- Church: Catholic Church
- Archdiocese: Archdiocese of Mbandaka-Bikoro
- In office: 11 October 1991 – 6 March 2016
- Predecessor: Frédéric Etsou-Nzabi-Bamungwabi
- Successor: Fridolin Ambongo Besungu
- Previous posts: Bishop of Bokungu–Ikela (1982-1991) Titular Bishop of Simidicca (1980-1982) Auxiliary Bishop of Bokungu–Ikela (1980-1982)

Orders
- Ordination: 21 September 1969
- Consecration: 7 June 1981 by Frédéric Etsou-Nzabi-Bamungwabi

Personal details
- Born: 1941 Mokombe (northwest of Opala), Stanleyville Province, Belgian Congo, Belgian Empire
- Died: 6 March 2016 (aged 74–75)

= Joseph Kumuondala Mbimba =

Joseph Kumuondala Mbimba (1941 - 6 March 2016) was a Roman Catholic archbishop.

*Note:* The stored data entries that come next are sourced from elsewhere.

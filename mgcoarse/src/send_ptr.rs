//! Thread safe raw pointers, used to hand disjoint tiles of an output field to the thread team.

/// Represents a threadsafe mutable raw pointer to `T`.
///
/// # Safety
///
/// Threads holding copies of the same pointer must write disjoint elements, and the pointee must outlive
/// every copy.
#[derive(Clone, Debug, Copy)]
pub struct SendPtrMut<T> {
    /// Holds the raw mutable pointer to an instance of `T`.
    pub raw: *mut T,
}

unsafe impl<T> Sync for SendPtrMut<T> {}
unsafe impl<T> Send for SendPtrMut<T> {}

impl<T> SendPtrMut<T> {
    /// Wrap the start of a mutable slice.
    pub fn new(data: &mut [T]) -> Self {
        SendPtrMut {
            raw: data.as_mut_ptr(),
        }
    }
}
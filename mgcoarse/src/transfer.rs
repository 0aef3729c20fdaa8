//! Aggregation based transfer between a fine lattice and its blocked coarse lattice.
//!
//! Near null vectors are fine spinors (`n_spins = 4`, `n_colors = 3`, colour-spin index
//! `color + n_colors * spin`). Restricted to one block and one aggregate they form the coarse basis of
//! that block, so a coarse site corresponds to a block and carries `n_vecs` colours per aggregate, with
//! coarse colour-spin index `vec + n_vecs * aggregate`.
//!
//! Block reductions are local to the block and never pass through the global reducer.
use itertools::iproduct;
use num_complex::Complex;
use rayon::prelude::*;

use crate::{
    aggregation::Aggregation,
    block::{Block, BlockList},
    constants::N_DIM,
    field::CoarseSpinor,
    lattice::{assert_compatible, LatticeInfo},
    traits::CoarseField,
};

/// Ratio of norms after and before projection below which a vector is treated as linearly dependent.
const LINEAR_DEPENDENCE_TOLERANCE: f64 = 1e-5;

/// Colour-spin indices of an aggregate, spin major.
///
/// Panics if the fine lattice does not carry every spin and colour the aggregate reads.
#[track_caller]
fn aggregate_components<A: Aggregation + ?Sized>(
    aggregation: &A,
    aggregate: usize,
    info: &LatticeInfo,
) -> Vec<usize> {
    let (n_colors, n_spins) = (info.n_colors(), info.n_spins());
    let spins = aggregation.source_spins(aggregate);
    let colors = aggregation.source_colors(aggregate);
    assert!(
        spins.iter().all(|&spin| spin < n_spins) && colors.iter().all(|&color| color < n_colors),
        "Fine lattice with {} colours and {} spins cannot hold aggregate {} (spins {:?}, colours {:?})",
        n_colors,
        n_spins,
        aggregate,
        spins,
        colors
    );

    iproduct!(
        aggregation.source_spins(aggregate).iter(),
        aggregation.source_colors(aggregate).iter()
    )
    .map(|(&spin, &color)| color + n_colors * spin)
    .collect()
}

/// Checkerboard coordinates of the sites of a block.
fn block_cb_sites<'b>(
    info: &'b LatticeInfo,
    block: &'b Block,
) -> impl Iterator<Item = (usize, usize)> + 'b {
    block
        .site_list()
        .iter()
        .map(move |&site| info.site_to_cb_index(site))
}

#[inline]
fn widen(z: Complex<f32>) -> Complex<f64> {
    Complex::new(z.re as f64, z.im as f64)
}

#[inline]
fn narrow(z: Complex<f64>) -> Complex<f32> {
    Complex::new(z.re as f32, z.im as f32)
}

/// `|v|^2` over the components of one aggregate on one block.
pub fn norm2_block_aggr<A: Aggregation + ?Sized>(
    v: &CoarseSpinor,
    block: &Block,
    aggregation: &A,
    aggregate: usize,
) -> f64 {
    let components = aggregate_components(aggregation, aggregate, v.info());

    block_cb_sites(v.info(), block)
        .map(|(cb, cb_site)| {
            let site = v.site_complex(cb, cb_site);
            components
                .iter()
                .map(|&c| widen(site[c]).norm_sqr())
                .sum::<f64>()
        })
        .sum()
}

/// `<left|right>` over the components of one aggregate on one block.
pub fn inner_product_block_aggr<A: Aggregation + ?Sized>(
    left: &CoarseSpinor,
    right: &CoarseSpinor,
    block: &Block,
    aggregation: &A,
    aggregate: usize,
) -> Complex<f64> {
    assert_compatible(left.info(), right.info());
    let components = aggregate_components(aggregation, aggregate, left.info());

    block_cb_sites(left.info(), block)
        .map(|(cb, cb_site)| {
            let l = left.site_complex(cb, cb_site);
            let r = right.site_complex(cb, cb_site);
            components
                .iter()
                .map(|&c| widen(l[c]).conj() * widen(r[c]))
                .sum::<Complex<f64>>()
        })
        .sum()
}

/// `v = alpha v` on the components of one aggregate on one block.
pub fn ax_block_aggr<A: Aggregation + ?Sized>(
    alpha: f64,
    v: &mut CoarseSpinor,
    block: &Block,
    aggregation: &A,
    aggregate: usize,
) {
    let info = v.info();
    let components = aggregate_components(aggregation, aggregate, info);

    for (cb, cb_site) in block_cb_sites(info, block) {
        let site = v.site_complex_mut(cb, cb_site);
        for &c in components.iter() {
            site[c] = narrow(widen(site[c]) * alpha);
        }
    }
}

/// `y = y + alpha x` on the components of one aggregate on one block.
pub fn caxpy_block_aggr<A: Aggregation + ?Sized>(
    alpha: Complex<f64>,
    x: &CoarseSpinor,
    y: &mut CoarseSpinor,
    block: &Block,
    aggregation: &A,
    aggregate: usize,
) {
    assert_compatible(x.info(), y.info());
    let info = y.info();
    let components = aggregate_components(aggregation, aggregate, info);

    for (cb, cb_site) in block_cb_sites(info, block) {
        let xs = x.site_complex(cb, cb_site);
        let ys = y.site_complex_mut(cb, cb_site);
        for &c in components.iter() {
            ys[c] = narrow(widen(ys[c]) + alpha * widen(xs[c]));
        }
    }
}

/// Copy the components of one aggregate on one block from `src` into `target`, every other component
/// of `target` is zeroed.
pub fn extract_aggregate<A: Aggregation + ?Sized>(
    target: &mut CoarseSpinor,
    src: &CoarseSpinor,
    block: &Block,
    aggregation: &A,
    aggregate: usize,
) {
    assert_compatible(target.info(), src.info());
    let info = src.info();
    let components = aggregate_components(aggregation, aggregate, info);

    target.data_mut().fill(0f32);
    for (cb, cb_site) in block_cb_sites(info, block) {
        let s = src.site_complex(cb, cb_site);
        let t = target.site_complex_mut(cb, cb_site);
        for &c in components.iter() {
            t[c] = s[c];
        }
    }
}

/// Orthonormalise the near null vectors on every block and aggregate with modified Gram-Schmidt.
///
/// A vector which is linearly dependent on its predecessors on some block and aggregate is zeroed
/// there, and a warning is logged.
///
/// # Arguments
/// * `vecs` - Near null vectors, updated in place.
/// * `blocks` - Blocks of the fine lattice.
/// * `aggregation` - Aggregates of the fine degrees of freedom.
pub fn orthonormalize_block_aggregates<A: Aggregation + ?Sized>(
    vecs: &mut [CoarseSpinor],
    blocks: &BlockList,
    aggregation: &A,
) {
    for (block_index, block) in blocks.blocks().iter().enumerate() {
        for aggregate in 0..aggregation.n_aggregates() {
            for current in 0..vecs.len() {
                let (done, rest) = vecs.split_at_mut(current);
                let vec = &mut rest[0];
                let initial = norm2_block_aggr(vec, block, aggregation, aggregate).sqrt();

                for prev in done.iter() {
                    let projection = inner_product_block_aggr(prev, vec, block, aggregation, aggregate);
                    caxpy_block_aggr(-projection, prev, vec, block, aggregation, aggregate);
                }

                let norm = norm2_block_aggr(vec, block, aggregation, aggregate).sqrt();
                if norm <= LINEAR_DEPENDENCE_TOLERANCE * initial {
                    tracing::warn!(
                        block = block_index,
                        aggregate,
                        vec = current,
                        norm,
                        "linearly dependent near null vector"
                    );
                    ax_block_aggr(0.0, vec, block, aggregation, aggregate);
                } else {
                    ax_block_aggr(1.0 / norm, vec, block, aggregation, aggregate);
                }
            }
        }
    }
}

/// Panics unless the coarse lattice is the blocked lattice carrying one colour per vector and one spin
/// per aggregate.
#[track_caller]
fn assert_coarse_geometry<A: Aggregation + ?Sized>(
    coarse: &LatticeInfo,
    blocks: &BlockList,
    aggregation: &A,
    n_vecs: usize,
) {
    let matches = coarse.lattice_dims() == blocks.blocked_lattice_dims()
        && aggregation.blocks_per_dim() == blocks.blocked_lattice_dims()
        && coarse.n_spins() == aggregation.n_aggregates()
        && coarse.n_colors() == n_vecs;

    if !matches {
        tracing::error!(
            coarse_dims = ?coarse.lattice_dims(),
            blocked_dims = ?blocks.blocked_lattice_dims(),
            n_colors = coarse.n_colors(),
            n_spins = coarse.n_spins(),
            n_vecs,
            n_aggregates = aggregation.n_aggregates(),
            "incompatible coarse lattice"
        );
        panic!(
            "Incompatible coarse lattice: dims {:?} with {} colours and {} spins, blocks {:?} with {} vectors and {} aggregates",
            coarse.lattice_dims(),
            coarse.n_colors(),
            coarse.n_spins(),
            blocks.blocked_lattice_dims(),
            n_vecs,
            aggregation.n_aggregates()
        );
    }
}

/// Restrict a fine spinor to the coarse lattice, `coarse[vec + n_vecs * aggr] = <v_vec|fine>` over
/// each block and aggregate.
///
/// # Arguments
/// * `blocks` - Blocks of the fine lattice, block `b` is coarse site `b`.
/// * `aggregation` - Aggregates of the fine degrees of freedom.
/// * `vecs` - Near null vectors, orthonormal on every block and aggregate.
/// * `fine_in` - Fine spinor.
/// * `coarse_out` - Coarse spinor, overwritten.
pub fn restrict_spinor<A: Aggregation + Sync + ?Sized>(
    blocks: &BlockList,
    aggregation: &A,
    vecs: &[CoarseSpinor],
    fine_in: &CoarseSpinor,
    coarse_out: &mut CoarseSpinor,
) {
    let n_vecs = vecs.len();
    let coarse_info = coarse_out.info();
    assert_coarse_geometry(coarse_info, blocks, aggregation, n_vecs);
    for vec in vecs.iter() {
        assert_compatible(vec.info(), fine_in.info());
    }

    let coarse_sites: Vec<Vec<Complex<f32>>> = blocks
        .blocks()
        .par_iter()
        .map(|block| {
            let mut site = vec![Complex::new(0f32, 0f32); coarse_info.n_colorspins()];
            for (aggregate, (index, vec)) in
                iproduct!(0..aggregation.n_aggregates(), vecs.iter().enumerate())
            {
                let projection =
                    inner_product_block_aggr(vec, fine_in, block, aggregation, aggregate);
                site[index + n_vecs * aggregate] = narrow(projection);
            }
            site
        })
        .collect();

    for (coarse_site, values) in coarse_sites.iter().enumerate() {
        let (cb, cb_site) = coarse_info.site_to_cb_index(coarse_site);
        coarse_out
            .site_complex_mut(cb, cb_site)
            .copy_from_slice(values);
    }
}

/// Prolongate a coarse spinor to the fine lattice, `fine = sum_vec v_vec coarse[vec + n_vecs * aggr]`
/// on each block and aggregate.
///
/// # Arguments
/// * `blocks` - Blocks of the fine lattice, block `b` is coarse site `b`.
/// * `aggregation` - Aggregates of the fine degrees of freedom.
/// * `vecs` - Near null vectors.
/// * `coarse_in` - Coarse spinor.
/// * `fine_out` - Fine spinor, overwritten.
pub fn prolongate_spinor<A: Aggregation + Sync + ?Sized>(
    blocks: &BlockList,
    aggregation: &A,
    vecs: &[CoarseSpinor],
    coarse_in: &CoarseSpinor,
    fine_out: &mut CoarseSpinor,
) {
    let n_vecs = vecs.len();
    let coarse_info = coarse_in.info();
    let fine_info = fine_out.info();
    assert_coarse_geometry(coarse_info, blocks, aggregation, n_vecs);
    for vec in vecs.iter() {
        assert_compatible(vec.info(), fine_info);
    }

    let block_dims = *aggregation.block_dims();
    let n_cb_sites = fine_info.n_cb_sites();
    let aggregates: Vec<Vec<usize>> = (0..aggregation.n_aggregates())
        .map(|aggregate| aggregate_components(aggregation, aggregate, fine_info))
        .collect();

    fine_out
        .as_complex_mut()
        .par_chunks_mut(fine_info.n_colorspins())
        .enumerate()
        .for_each(|(index, site_out)| {
            let (cb, cb_site) = (index / n_cb_sites, index % n_cb_sites);
            let coords = fine_info.cb_index_to_coords(cb, cb_site);

            let mut block_coords = [0; N_DIM];
            for mu in 0..N_DIM {
                block_coords[mu] = coords[mu] / block_dims[mu];
            }
            let (coarse_cb, coarse_cb_site) = coarse_info.coords_to_cb_index(&block_coords);
            let coarse_site = coarse_in.site_complex(coarse_cb, coarse_cb_site);

            site_out.fill(Complex::new(0f32, 0f32));
            for (aggregate, components) in aggregates.iter().enumerate() {
                for &c in components.iter() {
                    let value = vecs
                        .iter()
                        .enumerate()
                        .map(|(vec_index, vec)| {
                            widen(vec.site_complex(cb, cb_site)[c])
                                * widen(coarse_site[vec_index + n_vecs * aggregate])
                        })
                        .sum::<Complex<f64>>();
                    site_out[c] = narrow(value);
                }
            }
        });
}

Ordained to the priesthood in 1969, Kumuondala Mbimba was named auxiliary bishop and then diocesan bishop of Bokunga-Ikela, Democratic Republic of the Congo, in 1982. In 1991, he was named archbishop of the Archdiocese of Mbandaka-Besunga. He died while still in office.